>>>

//! Panel electronics: illuminated buttons and seven-segment displays.

pub mod buttons;
pub mod display;

pub use buttons::{LampStyle, PushButtonLamp};
pub use display::{Glyph, SegmentStyle, SevenSegmentDisplay};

<<<

- [TASK REQUIREMENTS]: Return the full listing, character for character.

- [ANSWER SPACE]:
//! Panel electronics: illuminated buttons and seven-segment displays.

pub mod buttons;
pub mod display;

pub use buttons::{LampStyle, PushButtonLamp};
pub use display::{Glyph, SegmentStyle, SevenSegmentDisplay};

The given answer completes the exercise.